Our investment teams employ a variety of methods in ESG engagements. For example, direct engagement typically includes conversations and other interactions with management teams, board members, and key business unit or organizational leaders on specific issues, letters on thematic ESG topics, company-tailored recommendations for diverse board members, and other forms of direct dialogue. Individual investment teams may also engage in dialogue with subject matter experts, regulators, suppliers, and third-party vendors. The engagement method and frequency of interaction varies depending on the individual context for a given investment portfolio company.
We track our interactions with portfolio companies. As long-term shareholders we understand that many engagements do not fit neatly into short-term binary outcomes, but rather are part of a longer-term dialogue.

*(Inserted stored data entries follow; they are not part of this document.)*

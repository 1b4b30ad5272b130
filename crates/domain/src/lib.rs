//! # autoflow-domain
//!
//! Pure domain model for the autoflow automation loop.
//!
//! ## Responsibilities
//! - Foundational types: typed identifiers, error conventions, timestamps
//! - Define **Rules** (trigger type → action type pairings with bookkeeping)
//! - Define **Executions** (one immutable record per rule invocation attempt)
//! - Define the **domain events** a rule can fire on: knowledge queries and
//!   workflow executions, plus the knowledge articles used as context
//! - Contain all invariant enforcement and domain logic
//!
//! ## Dependency rule
//! This crate has **no internal dependencies**.
//! It must never import anything from `app`, adapters, or external IO crates.
//! All IO boundaries are expressed as traits in the `app` crate (ports).

pub mod error;
pub mod id;
pub mod time;

pub mod event;
pub mod execution;
pub mod knowledge;
pub mod rule;
pub mod workflow;
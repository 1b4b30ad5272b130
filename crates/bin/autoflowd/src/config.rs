//! Configuration loading — TOML file with environment variable overrides.
//!
//! Looks for `autoflow.toml` in the working directory. Every field has a
//! sensible default so the file is optional. Environment variables take
//! precedence over file values.

use std::time::Duration;

use serde::Deserialize;

use autoflow_adapter_generation_http::GenerationConfig;
use autoflow_app::event_source::DEFAULT_CANDIDATE_LIMIT;
use autoflow_app::scheduler::DEFAULT_INTERVAL;

/// Top-level configuration.
#[derive(Debug, Default, Deserialize)]
#[serde(default)]
pub struct Config {
    /// HTTP server settings.
    pub server: ServerConfig,
    /// Database settings.
    pub database: DatabaseConfig,
    /// Logging settings.
    pub logging: LoggingConfig,
    /// Generation endpoint settings.
    pub generation: GenerationConfig,
    /// Pass loop settings.
    pub scheduler: SchedulerConfig,
}

/// HTTP listener configuration.
#[derive(Debug, Deserialize)]
#[serde(default)]
pub struct ServerConfig {
    /// Address to bind to (e.g. `0.0.0.0`).
    pub host: String,
    /// TCP port.
    pub port: u16,
}

/// `SQLite` database configuration.
#[derive(Debug, Deserialize)]
#[serde(default)]
pub struct DatabaseConfig {
    /// `SQLite` connection URL or file path.
    pub url: String,
}

/// Logging configuration.
#[derive(Debug, Deserialize)]
#[serde(default)]
pub struct LoggingConfig {
    /// Filter directive (`RUST_LOG` syntax).
    pub filter: String,
}

/// Automation loop configuration.
#[derive(Debug, Deserialize)]
#[serde(default)]
pub struct SchedulerConfig {
    /// Seconds between two passes.
    pub interval_secs: u64,
    /// Cap on events handled per rule per pass.
    pub candidate_limit: usize,
}

impl Config {
    /// Load configuration from `autoflow.toml` (if present) then apply
    /// environment-variable overrides.
    ///
    /// # Errors
    ///
    /// Returns an error if the TOML file exists but is malformed, or if the
    /// resulting values are invalid.
    pub fn load() -> Result<Self, ConfigError> {
        let mut config = Self::from_file("autoflow.toml")?;
        config.apply_overrides(|key| std::env::var(key).ok());
        config.validate()?;
        Ok(config)
    }

    fn from_file(path: &str) -> Result<Self, ConfigError> {
        match std::fs::read_to_string(path) {
            Ok(content) => toml::from_str(&content).map_err(ConfigError::Parse),
            Err(err) if err.kind() == std::io::ErrorKind::NotFound => Ok(Self::default()),
            Err(err) => Err(ConfigError::Io(err)),
        }
    }

    fn apply_overrides(&mut self, var: impl Fn(&str) -> Option<String>) {
        if let Some(val) = var("AUTOFLOW_HOST") {
            self.server.host = val;
        }
        if let Some(port) = var("AUTOFLOW_PORT").and_then(|v| v.parse().ok()) {
            self.server.port = port;
        }
        if let Some(val) = var("AUTOFLOW_DATABASE_URL") {
            self.database.url = val;
        }
        if let Some(val) = var("AUTOFLOW_LOG") {
            self.logging.filter = val;
        }
        if let Some(val) = var("RUST_LOG") {
            self.logging.filter = val;
        }
        if let Some(val) = var("AUTOFLOW_GENERATION_URL") {
            self.generation.base_url = val;
        }
        if let Some(val) = var("AUTOFLOW_GENERATION_MODEL") {
            self.generation.model = val;
        }
        if let Some(val) = var("AUTOFLOW_GENERATION_API_KEY") {
            self.generation.api_key = Some(val);
        }
        if let Some(secs) = var("AUTOFLOW_SCHEDULER_INTERVAL_SECS").and_then(|v| v.parse().ok()) {
            self.scheduler.interval_secs = secs;
        }
    }

    fn validate(&self) -> Result<(), ConfigError> {
        if self.server.port == 0 {
            return Err(ConfigError::Validation("port must be non-zero".to_string()));
        }
        if self.scheduler.interval_secs == 0 {
            return Err(ConfigError::Validation(
                "scheduler interval must be at least one second".to_string(),
            ));
        }
        if self.scheduler.candidate_limit == 0 {
            return Err(ConfigError::Validation(
                "candidate limit must be non-zero".to_string(),
            ));
        }
        if self.generation.timeout_secs == 0 {
            return Err(ConfigError::Validation(
                "generation timeout must be non-zero".to_string(),
            ));
        }
        Ok(())
    }

    /// Return the `host:port` bind address.
    #[must_use]
    pub fn bind_addr(&self) -> String {
        format!("{}:{}", self.server.host, self.server.port)
    }

    /// Return the database URL in `sqlx`-compatible format.
    #[must_use]
    pub fn database_url(&self) -> &str {
        &self.database.url
    }

    /// Time between two scheduled passes.
    #[must_use]
    pub fn pass_interval(&self) -> Duration {
        Duration::from_secs(self.scheduler.interval_secs)
    }
}

impl Default for ServerConfig {
    fn default() -> Self {
        Self {
            host: "0.0.0.0".to_string(),
            port: 3000,
        }
    }
}

impl Default for DatabaseConfig {
    fn default() -> Self {
        Self {
            url: "sqlite:autoflow.db?mode=rwc".to_string(),
        }
    }
}

impl Default for LoggingConfig {
    fn default() -> Self {
        Self {
            filter: "autoflow=info,tower_http=debug".to_string(),
        }
    }
}

impl Default for SchedulerConfig {
    fn default() -> Self {
        Self {
            interval_secs: DEFAULT_INTERVAL.as_secs(),
            candidate_limit: DEFAULT_CANDIDATE_LIMIT,
        }
    }
}

/// Configuration errors.
#[derive(Debug, thiserror::Error)]
pub enum ConfigError {
    /// TOML parse failure.
    #[error("failed to parse config file")]
    Parse(#[from] toml::de::Error),
    /// File I/O failure.
    #[error("failed to read config file")]
    Io(#[from] std::io::Error),
    /// Semantic validation failure.
    #[error("invalid configuration: {0}")]
    Validation(String),
}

While our approach to ESG engagement typically focuses on supporting or partnering with management teams on their efforts to strengthen management and disclosure of material and relevant ESG issues, we may employ escalation tactics on a case-by-basis when we believe material ESG issues are not being adequately addressed by management teams. We do not employ a one-size-fits-all approach to escalation. Approaches will vary depending on the relationship and history with management, the industry or business model, and/or the nature and materiality of the ESG issue. As long-term investors, we recognize that meaningful change does not happen overnight. Our forms of engagement may vary from identifying and engaging with key business unit or organizational leaders with responsibility for a given topic, articulating or sending a letter to management outlining our concern, vote against management on a proxy voting proposal, and/or consider selling a position.

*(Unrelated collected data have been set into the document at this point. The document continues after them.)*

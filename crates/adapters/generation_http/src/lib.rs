//! # autoflow-adapter-generation-http
//!
//! Generation service adapter for OpenAI-compatible `chat/completions`
//! endpoints, using [reqwest](https://docs.rs/reqwest).
//!
//! ## Responsibilities
//! - Implement the `GenerationService` port defined in `autoflow-app::ports`
//! - Ask the model for a JSON object constrained by the request's schema
//! - Check the returned object against that schema before handing it back
//!
//! ## Dependency rule
//! Depends on `autoflow-app` (for the port trait) and `autoflow-domain` (for errors).
//! The `app` and `domain` crates must never reference this adapter.

mod client;
pub mod config;
pub mod error;
pub mod schema;

pub use client::HttpGenerationService;
pub use config::GenerationConfig;
pub use error::GenerationError;
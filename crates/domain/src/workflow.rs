//! Workflow executions — runs of a workflow that rules can react to.

use std::fmt;
use std::str::FromStr;

use serde::{Deserialize, Serialize};

use crate::error::ValidationError;
use crate::id::WorkflowExecutionId;
use crate::time::Timestamp;

/// Lifecycle status of a workflow execution.
#[derive(Debug, Clone, Copy, PartialEq, Eq, Serialize, Deserialize)]
#[serde(rename_all = "snake_case")]
pub enum WorkflowStatus {
    Running,
    Completed,
    Failed,
    Cancelled,
}

impl WorkflowStatus {
    #[must_use]
    pub fn as_str(self) -> &'static str {
        match self {
            Self::Running => "running",
            Self::Completed => "completed",
            Self::Failed => "failed",
            Self::Cancelled => "cancelled",
        }
    }
}

impl fmt::Display for WorkflowStatus {
    fn fmt(&self, f: &mut fmt::Formatter<'_>) -> fmt::Result {
        f.write_str(self.as_str())
    }
}

impl FromStr for WorkflowStatus {
    type Err = ValidationError;

    fn from_str(s: &str) -> Result<Self, Self::Err> {
        match s {
            "running" => Ok(Self::Running),
            "completed" => Ok(Self::Completed),
            "failed" => Ok(Self::Failed),
            "cancelled" => Ok(Self::Cancelled),
            other => Err(ValidationError::UnknownVariant {
                kind: "workflow_status",
                value: other.to_string(),
            }),
        }
    }
}

/// One run of a workflow.
#[derive(Debug, Clone, PartialEq, Serialize, Deserialize)]
pub struct WorkflowExecution {
    pub id: WorkflowExecutionId,
    pub workflow_name: String,
    pub status: WorkflowStatus,
    /// Input the run was started with.
    pub initial_input: serde_json::Value,
    pub created_at: Timestamp,
}

impl WorkflowExecution {
    /// A workflow run that has just started.
    #[must_use]
    pub fn started(workflow_name: impl Into<String>, initial_input: serde_json::Value) -> Self {
        Self {
            id: WorkflowExecutionId::new(),
            workflow_name: workflow_name.into(),
            status: WorkflowStatus::Running,
            initial_input,
            created_at: crate::time::now(),
        }
    }
}

#[cfg(test)]
mod tests {
    use super::*;

    #[test]
    fn should_start_in_running_status() {
        let run = WorkflowExecution::started("onboarding", serde_json::json!({"email": "a@b.c"}));
        assert_eq!(run.status, WorkflowStatus::Running);
        assert_eq!(run.initial_input["email"], "a@b.c");
    }

    #[test]
    fn should_roundtrip_status_through_str() {
        for status in [
            WorkflowStatus::Running,
            WorkflowStatus::Completed,
            WorkflowStatus::Failed,
            WorkflowStatus::Cancelled,
        ] {
            assert_eq!(status.as_str().parse::<WorkflowStatus>().unwrap(), status);
        }
    }
}
//! Execution service — read-only access to the execution history.

use autoflow_domain::error::{AutoflowError, ValidationError};
use autoflow_domain::execution::AutomationExecution;
use autoflow_domain::id::RuleId;

use crate::ports::ExecutionRepository;

/// Largest page a caller may ask for.
pub const MAX_LIMIT: usize = 500;

/// Page size used when the caller does not pick one.
pub const DEFAULT_LIMIT: usize = 50;

/// Application service for browsing execution records.
pub struct ExecutionService<R> {
    repo: R,
}

impl<R: ExecutionRepository> ExecutionService<R> {
    /// Create a new service backed by the given repository.
    pub fn new(repo: R) -> Self {
        Self { repo }
    }

    /// Most recent executions across all rules, newest-first.
    ///
    /// # Errors
    ///
    /// Returns [`ValidationError::InvalidLimit`] when `limit` is outside
    /// `1..=MAX_LIMIT`, or a storage error.
    #[tracing::instrument(skip(self))]
    pub async fn list_recent(
        &self,
        limit: usize,
    ) -> Result<Vec<AutomationExecution>, AutoflowError> {
        check_limit(limit)?;
        self.repo.get_recent(limit).await
    }

    /// Most recent executions of one rule, newest-first.
    ///
    /// Works for deleted rules too: records outlive their rule.
    ///
    /// # Errors
    ///
    /// Returns [`ValidationError::InvalidLimit`] when `limit` is outside
    /// `1..=MAX_LIMIT`, or a storage error.
    #[tracing::instrument(skip(self))]
    pub async fn list_for_rule(
        &self,
        rule_id: RuleId,
        limit: usize,
    ) -> Result<Vec<AutomationExecution>, AutoflowError> {
        check_limit(limit)?;
        self.repo.find_by_rule(rule_id, limit).await
    }
}

fn check_limit(limit: usize) -> Result<(), ValidationError> {
    if (1..=MAX_LIMIT).contains(&limit) {
        Ok(())
    } else {
        Err(ValidationError::InvalidLimit { max: MAX_LIMIT })
    }
}
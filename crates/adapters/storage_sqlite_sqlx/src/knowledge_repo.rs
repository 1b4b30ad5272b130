//! `SQLite` implementations of the knowledge base ports.
//!
//! Queries and articles are owned by the knowledge-base feature; the
//! automation loop reads them and writes back one field. The `insert`
//! helpers exist for seeding and tests.

use sqlx::sqlite::SqliteRow;
use sqlx::{FromRow, Row, SqlitePool};

use autoflow_app::ports::{KnowledgeArticleRepository, KnowledgeQueryRepository};
use autoflow_domain::error::{AutoflowError, NotFoundError};
use autoflow_domain::id::{ArticleId, QueryId};
use autoflow_domain::knowledge::{KnowledgeArticle, KnowledgeQuery};
use autoflow_domain::time::CreatedWindow;

use crate::codec::{decode_ts, encode_ts, limit};
use crate::error::StorageError;

struct QueryRow(KnowledgeQuery);

impl<'r> FromRow<'r, SqliteRow> for QueryRow {
    fn from_row(row: &'r SqliteRow) -> Result<Self, sqlx::Error> {
        let id: uuid::Uuid = row.try_get("id")?;
        let created_at: String = row.try_get("created_at")?;

        Ok(Self(KnowledgeQuery {
            id: QueryId::from_uuid(id),
            query_text: row.try_get("query_text")?,
            results_found: row.try_get("results_found")?,
            satisfaction: row.try_get("satisfaction")?,
            created_at: decode_ts(&created_at)?,
        }))
    }
}

struct ArticleRow(KnowledgeArticle);

impl<'r> FromRow<'r, SqliteRow> for ArticleRow {
    fn from_row(row: &'r SqliteRow) -> Result<Self, sqlx::Error> {
        let id: uuid::Uuid = row.try_get("id")?;
        let created_at: String = row.try_get("created_at")?;

        Ok(Self(KnowledgeArticle {
            id: ArticleId::from_uuid(id),
            title: row.try_get("title")?,
            content: row.try_get("content")?,
            relevance_score: row.try_get("relevance_score")?,
            created_at: decode_ts(&created_at)?,
        }))
    }
}

const INSERT_QUERY: &str = r"
    INSERT INTO knowledge_queries (id, query_text, results_found, satisfaction, created_at)
    VALUES (?, ?, ?, ?, ?)
";

const SELECT_UNRESOLVED: &str = r"
    SELECT * FROM knowledge_queries
    WHERE results_found = 0
      AND (?1 IS NULL OR created_at > ?1)
      AND created_at <= ?2
    ORDER BY created_at DESC
    LIMIT ?3
";

const UPDATE_SATISFACTION: &str = "UPDATE knowledge_queries SET satisfaction = ? WHERE id = ?";

const INSERT_ARTICLE: &str = r"
    INSERT INTO knowledge_articles (id, title, content, relevance_score, created_at)
    VALUES (?, ?, ?, ?, ?)
";

const SELECT_TOP_ARTICLES: &str =
    "SELECT * FROM knowledge_articles ORDER BY relevance_score DESC, created_at DESC LIMIT ?";

/// `SQLite`-backed knowledge query store.
#[derive(Clone)]
pub struct SqliteQueryRepository {
    pool: SqlitePool,
}

impl SqliteQueryRepository {
    /// Create a new repository backed by the given connection pool.
    #[must_use]
    pub fn new(pool: SqlitePool) -> Self {
        Self { pool }
    }

    /// Store a query.
    ///
    /// # Errors
    ///
    /// Returns a storage error if the insert fails.
    pub async fn insert(&self, query: KnowledgeQuery) -> Result<KnowledgeQuery, AutoflowError> {
        sqlx::query(INSERT_QUERY)
            .bind(query.id.as_uuid())
            .bind(&query.query_text)
            .bind(query.results_found)
            .bind(&query.satisfaction)
            .bind(encode_ts(query.created_at))
            .execute(&self.pool)
            .await
            .map_err(StorageError::from)?;
        Ok(query)
    }
}

impl KnowledgeQueryRepository for SqliteQueryRepository {
    async fn find_unresolved(
        &self,
        window: CreatedWindow,
        max: usize,
    ) -> Result<Vec<KnowledgeQuery>, AutoflowError> {
        let rows: Vec<QueryRow> = sqlx::query_as(SELECT_UNRESOLVED)
            .bind(window.after.map(encode_ts))
            .bind(encode_ts(window.until))
            .bind(limit(max))
            .fetch_all(&self.pool)
            .await
            .map_err(StorageError::from)?;
        Ok(rows.into_iter().map(|r| r.0).collect())
    }

    async fn set_satisfaction(&self, id: QueryId, satisfaction: &str) -> Result<(), AutoflowError> {
        let result = sqlx::query(UPDATE_SATISFACTION)
            .bind(satisfaction)
            .bind(id.as_uuid())
            .execute(&self.pool)
            .await
            .map_err(StorageError::from)?;

        if result.rows_affected() == 0 {
            return Err(NotFoundError {
                entity: "KnowledgeQuery",
                id: id.to_string(),
            }
            .into());
        }
        Ok(())
    }
}

/// `SQLite`-backed knowledge article store.
#[derive(Clone)]
pub struct SqliteArticleRepository {
    pool: SqlitePool,
}

impl SqliteArticleRepository {
    /// Create a new repository backed by the given connection pool.
    #[must_use]
    pub fn new(pool: SqlitePool) -> Self {
        Self { pool }
    }

    /// Store an article.
    ///
    /// # Errors
    ///
    /// Returns a storage error if the insert fails.
    pub async fn insert(
        &self,
        article: KnowledgeArticle,
    ) -> Result<KnowledgeArticle, AutoflowError> {
        sqlx::query(INSERT_ARTICLE)
            .bind(article.id.as_uuid())
            .bind(&article.title)
            .bind(&article.content)
            .bind(article.relevance_score)
            .bind(encode_ts(article.created_at))
            .execute(&self.pool)
            .await
            .map_err(StorageError::from)?;
        Ok(article)
    }
}

impl KnowledgeArticleRepository for SqliteArticleRepository {
    async fn top_by_relevance(&self, max: usize) -> Result<Vec<KnowledgeArticle>, AutoflowError> {
        let rows: Vec<ArticleRow> = sqlx::query_as(SELECT_TOP_ARTICLES)
            .bind(limit(max))
            .fetch_all(&self.pool)
            .await
            .map_err(StorageError::from)?;
        Ok(rows.into_iter().map(|r| r.0).collect())
    }
}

On occasion, we may consider participation in ‘collaborative engagement’ initiatives, such as through joint letters, in partnership with other investors or third-party organizations. Such opportunities are evaluated on a case-by-case basis and executed in a manner consistent with applicable laws and regulations.
We integrate ESG considerations into our proxy voting decisions. Ariel’s proxy voting guidelines for its investment strategies are detailed in our Proxy Voting Guidelines which are made available upon request to clientserviceIR@arielinvestments.com.
Ariel Investments, as a company, plays an active role in the broader ESG community to encourage greater adoption of ESG best practices among investors and corporations. We participate in or support various investor initiatives and partnerships.
Firm Climate Strategy
Ariel Investments, as a company, is committed to assessing and managing our exposure to climate-related risks and opportunities. Our investment teams incorporate physical or transition climate risk and opportunity assessments into their analysis and/or direct company engagement when relevant and material as part of the broader review of an investment. Our ESG databases track progress on portfolio company adoption of Science Based targets, SASB-aligned disclosure, and Task Force on Climate-Related Financial Disclosures aligned reporting. In addition, we perform a quarterly climate risk analysis across our strategies to monitor carbon footprint and carbon intensity metrics relative to the strategies’ respective benchmarks. At the firm level, we track metrics related to the firm’s overall environmental footprint.
Ariel produces an annual publicly available ESG Report detailing our approach to ESG integration, engagement activities, participation in industry groups, policy discussions, and leading ESG performance as a firm.